* THE TASK
When you reach the line that contains "utilities for protoc-gen-twirp_flow" in the data below, start reproducing lines exactly, and stop after the line that contains "the error type".

* EXTRACTED INFORMATION
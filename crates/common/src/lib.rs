//! Common types and utilities for protoc-gen-twirp_flow
//!
//! This crate contains the extracted data model (models, fields, services),
//! the two-phase context registry, plugin configuration and the error type
//! shared by the parser, generator, and CLI components.

mod config;
mod registry;

pub use config::{parse_parameters, GeneratorOptions, TwirpVersion};
pub use registry::{ContextRegistry, FileContext, RegistryBuilder};

use serde::{Deserialize, Serialize};
use thiserror::Error;

/// Errors that can occur during client generation
#[derive(Error, Debug)]
pub enum GeneratorError {
    #[error("Parse error: {0}")]
    Parse(String),

    #[error("Config error: {0}")]
    Config(String),

    #[error("Generation error: {0}")]
    Generation(String),

    #[error("IO error: {0}")]
    Io(#[from] std::io::Error),

    #[error("JSON error: {0}")]
    Json(#[from] serde_json::Error),
}

/// Result type for generator operations
pub type Result<T> = std::result::Result<T, GeneratorError>;

/// In-memory type of the synthetic primitive standing in for
/// `google.protobuf.Timestamp`
pub const DATE_TYPE: &str = "Date";

/// Suffix appended to a model name to form its wire-shape type
pub const JSON_SUFFIX: &str = "JSON";

/// Extension of every generated file
pub const OUTPUT_EXTENSION: &str = ".js";

const ARRAY_PREFIX: &str = "Array<";
const ARRAY_SUFFIX: &str = ">";

/// Wrap a type in the generic array container
pub fn array_of(element: &str) -> String {
    format!("{ARRAY_PREFIX}{element}{ARRAY_SUFFIX}")
}

/// Strip one level of array container, if present
pub fn element_type(ty: &str) -> &str {
    ty.strip_prefix(ARRAY_PREFIX)
        .and_then(|s| s.strip_suffix(ARRAY_SUFFIX))
        .unwrap_or(ty)
}

/// One generated message type (or the synthetic Date primitive)
#[derive(Debug, Clone, PartialEq, Eq, Serialize, Deserialize)]
pub struct Model {
    /// Output file the model is emitted into (empty for primitives)
    pub file_name: String,
    pub name: String,
    /// Primitives get no declarations or conversion functions
    pub primitive: bool,
    pub fields: Vec<ModelField>,
}

impl Model {
    /// The built-in Date primitive seeded into every registry
    pub fn date_primitive() -> Self {
        Self {
            file_name: String::new(),
            name: DATE_TYPE.to_string(),
            primitive: true,
            fields: Vec::new(),
        }
    }

    pub fn is_empty(&self) -> bool {
        self.fields.is_empty()
    }
}

/// A single field of a [`Model`]
#[derive(Debug, Clone, PartialEq, Eq, Serialize, Deserialize)]
pub struct ModelField {
    /// Target-language identifier (lowerCamelCase)
    pub name: String,
    /// In-memory type, e.g. `number`, `Foo`, `Array<Date>`
    #[serde(rename = "type")]
    pub ty: String,
    /// Wire field name, kept verbatim from the schema
    pub json_name: String,
    /// Wire type, e.g. `number`, `FooJSON`, `Array<string>`
    pub json_type: String,
    pub is_message: bool,
    pub is_repeated: bool,
}

impl ModelField {
    /// In-memory type with any array container removed
    pub fn base_type(&self) -> &str {
        if self.is_repeated {
            element_type(&self.ty)
        } else {
            &self.ty
        }
    }

    /// Whether the (element) type is the Date primitive
    pub fn is_date(&self) -> bool {
        self.base_type() == DATE_TYPE
    }
}

/// One schema service
#[derive(Debug, Clone, PartialEq, Eq, Serialize, Deserialize)]
pub struct Service {
    pub name: String,
    /// Schema package, may be empty
    pub package: String,
    pub methods: Vec<ServiceMethod>,
}

impl Service {
    /// Package-qualified service name as used in the URL path
    pub fn qualified_name(&self) -> String {
        if self.package.is_empty() {
            self.name.clone()
        } else {
            format!("{}.{}", self.package, self.name)
        }
    }
}

/// One unary RPC of a [`Service`]
#[derive(Debug, Clone, PartialEq, Eq, Serialize, Deserialize)]
pub struct ServiceMethod {
    /// Client method identifier (lowerCamelCase)
    pub name: String,
    /// RPC name exactly as declared, used as the last URL segment
    pub path: String,
    pub input_arg: String,
    pub input_type: String,
    pub output_type: String,
}

/// One emitted file
#[derive(Debug, Clone, PartialEq, Eq, Serialize, Deserialize)]
pub struct GeneratedFile {
    pub name: String,
    pub content: String,
}

#[cfg(test)]
mod tests {
    use super::*;

    fn field(ty: &str, is_repeated: bool) -> ModelField {
        ModelField {
            name: "f".to_string(),
            ty: ty.to_string(),
            json_name: "f".to_string(),
            json_type: ty.to_string(),
            is_message: false,
            is_repeated,
        }
    }

    #[test]
    fn test_array_wrapping() {
        assert_eq!(array_of("Date"), "Array<Date>");
        assert_eq!(element_type("Array<Date>"), "Date");
        assert_eq!(element_type("number"), "number");
    }

    #[test]
    fn test_base_type_only_unwraps_repeated() {
        assert_eq!(field("Array<Foo>", true).base_type(), "Foo");
        assert_eq!(field("number", false).base_type(), "number");
        assert!(field("Array<Date>", true).is_date());
        assert!(field("Date", false).is_date());
        assert!(!field("Dates", false).is_date());
    }

    #[test]
    fn test_qualified_name() {
        let mut service = Service {
            name: "Haberdasher".to_string(),
            package: "twitch.twirp.example".to_string(),
            methods: vec![],
        };
        assert_eq!(service.qualified_name(), "twitch.twirp.example.Haberdasher");

        service.package.clear();
        assert_eq!(service.qualified_name(), "Haberdasher");
    }

    #[test]
    fn test_date_primitive() {
        let date = Model::date_primitive();
        assert!(date.primitive);
        assert!(date.is_empty());
        assert_eq!(date.name, DATE_TYPE);
    }
}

* ANSWER BOX
//! Common types and utilities for protoc-gen-twirp_flow
//!
//! This crate contains the extracted data model (models, fields, services),
//! the two-phase context registry, plugin configuration and the error type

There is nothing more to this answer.